Friday Jun 24, 2016

Updates to Big Data Lite 4.5

There are some updates to Big Data Lite 4.5 that you will want to take advantage of:
  • Updated Big Data SQL configuration enables predicate pushdown to engage - which can have pretty dramatic performance benefits
  • Update to the Big Data Spatial framework (fixes a configuration issue)
  • New samples for the Oracle Shell for Hadoop Loaders

To get the latest updates, simply double click on the Refresh Samples icon on the desktop:

As an example of the BDS performance improvement (and - this is a BDL VM - so the actual numbers aren't nec. interesting.  But, it gets the performance concepts across) - I ran a few tests with the following query:

select count(*)  from table
where custid = 1185972
and activity=6
and genreid=7;

I ran this query 3 times against different tables:

  • Avro - not partitioned - 17s
  • Avro - genre partitions - illustrates partition pruning - 1.1s
  • Parquet - not partitioned - illustrates predicate pushdown into parquet - 0.4s

The VM doesn't have Big Data SQL Cells - so you don't see smartscan and storage indexes - which would show even more performance benefits.

BDS 3.0.x is a great release.  Take it for a spin!

Thursday Jun 02, 2016

Adaptive Distribution Methods in Oracle Database 12c

In my post about common distribution methods in Parallel Execution I talked about a few problematic execution plans that can be generated when the optimizer statistics are stale or non-existent.

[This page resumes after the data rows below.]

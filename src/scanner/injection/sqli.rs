//! SQL Injection detection (error-based, optional time-based blind)

use super::EngineOptions;
use crate::crawler::{BodyKind, ScanTarget};
use crate::error::{Result, ScanError};
use crate::http::Transport;
use crate::models::{TargetReport, VulnClass};
use crate::payloads::PayloadSet;
use crate::scanner::oracle;
use crate::scanner::probe::{self, FieldSource, FieldSpec, Mutation};
use crate::scanner::InjectionEngine;
use async_trait::async_trait;
use std::sync::Arc;
use tracing::{debug, info};

/// Appends error-provoking payloads to each field and watches for DBMS errors
pub struct SqliEngine {
    transport: Arc<dyn Transport>,
    payloads: Vec<String>,
    time_payloads: Vec<String>,
    options: EngineOptions,
}

impl SqliEngine {
    /// Creates an engine; refuses an empty error-based payload set
    pub fn new(
        transport: Arc<dyn Transport>,
        payloads: &PayloadSet,
        options: EngineOptions,
    ) -> Result<Self> {
        if payloads.is_empty() {
            return Err(ScanError::PayloadFileError {
                path: payloads.source.clone(),
                reason: "contains no payloads".to_string(),
            });
        }
        if options.time_based && options.time_delay.is_zero() {
            return Err(ScanError::ConfigError(
                "time-based threshold must be greater than zero".to_string(),
            ));
        }

        Ok(Self {
            transport,
            payloads: payloads.texts(),
            time_payloads: PayloadSet::time_based().texts(),
            options,
        })
    }

    /// The single field source a target's body kind maps to
    fn source_for(target: &ScanTarget) -> Option<FieldSource> {
        match target.body_kind() {
            BodyKind::Json => Some(FieldSource::JsonBody),
            BodyKind::FormEncoded => Some(FieldSource::FormBody),
            BodyKind::QueryString => Some(FieldSource::UrlQuery),
            BodyKind::None => None,
        }
    }

    /// Measures a baseline with the original value, then looks for payloads
    /// that delay the response by at least the configured threshold
    async fn probe_time_based(
        &self,
        target: &ScanTarget,
        source: FieldSource,
        headers: &[(String, String)],
        spec: FieldSpec<'_>,
        original: &str,
        report: &mut TargetReport,
    ) {
        let baseline = match source.build(target, headers, spec.parameter, original) {
            Ok(request) => self.transport.send(&request).await,
            Err(e) => Err(e),
        };
        let baseline = match baseline {
            Ok(response) => response.elapsed,
            Err(e) => {
                debug!(
                    "Skipping time-based probe of '{}': baseline failed: {e}",
                    spec.parameter
                );
                return;
            }
        };

        let threshold = self.options.time_delay;
        probe::probe_field(
            self.transport.as_ref(),
            spec,
            &self.time_payloads,
            self.options.hit_policy,
            report,
            |payload| {
                source.build(
                    target,
                    headers,
                    spec.parameter,
                    &Mutation::Append.apply(original, payload),
                )
            },
            |response, _| {
                let excess = response.elapsed.saturating_sub(baseline);
                (excess >= threshold).then(|| {
                    format!(
                        "Delayed response: {:.1}s vs {:.1}s baseline",
                        response.elapsed.as_secs_f64(),
                        baseline.as_secs_f64()
                    )
                })
            },
        )
        .await;
    }
}

#[async_trait]
impl InjectionEngine for SqliEngine {
    fn name(&self) -> &str {
        "sqli"
    }

    fn description(&self) -> &str {
        "Error-based SQL injection: appends payloads to JSON, form and query fields"
    }

    async fn scan(&self, target: &ScanTarget) -> TargetReport {
        let mut report = TargetReport::new(self.name(), target.to_string());

        let Some(source) = Self::source_for(target) else {
            return report;
        };
        if !source.is_sendable(target) {
            debug!("[SQLi] Skipping {target}: body fields are only replayed with POST or PUT");
            return report;
        }

        info!("[SQLi] Scanning {target}");

        // Fresh snapshot per call: nothing leaks between targets
        let headers = probe::header_snapshot(&target.headers);
        let finding_url = source.finding_url(target);

        for (field, original) in source.fields(target) {
            debug!("[SQLi] Testing {} '{field}'", source.location());
            let spec = FieldSpec {
                vuln_class: VulnClass::Sqli,
                location: source.location(),
                finding_url: &finding_url,
                parameter: &field,
            };

            let hits = probe::probe_field(
                self.transport.as_ref(),
                spec,
                &self.payloads,
                self.options.hit_policy,
                &mut report,
                |payload| {
                    source.build(
                        target,
                        &headers,
                        &field,
                        &Mutation::Append.apply(&original, payload),
                    )
                },
                |response, _| {
                    oracle::sql_error_match(response.status, &response.text).map(|m| {
                        format!("{m}: {}", oracle::snippet(&response.text, 100))
                    })
                },
            )
            .await;

            if hits == 0 && self.options.time_based {
                self.probe_time_based(target, source, &headers, spec, &original, &mut report)
                    .await;
            }
        }

        report
    }
}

Oracle Database 12c brings some adaptive execution features that can fix some of those issues at runtime by looking at the actual data rather than statistics. In this post we will look at one of these features which is about adapting the distribution method on the fly during statement execution.

Adaptive Distribution Methods

One of the problems I mentioned in the earlier post was hash distribution with low cardinality. In that case there were only a few rows in the table but the optimizer statistics indicated many rows because they were stale. Because of this stale information we were picking hash distribution and as a result only some of the consumer PX servers were receiving rows. This made the statement slower because not all PX servers were doing work.

This is one of the problems we are trying to fix by using adaptive distribution methods in 12c. To show what an adaptive distribution method is and how it works I will use the same example from the older post and try to see how it works in 12c.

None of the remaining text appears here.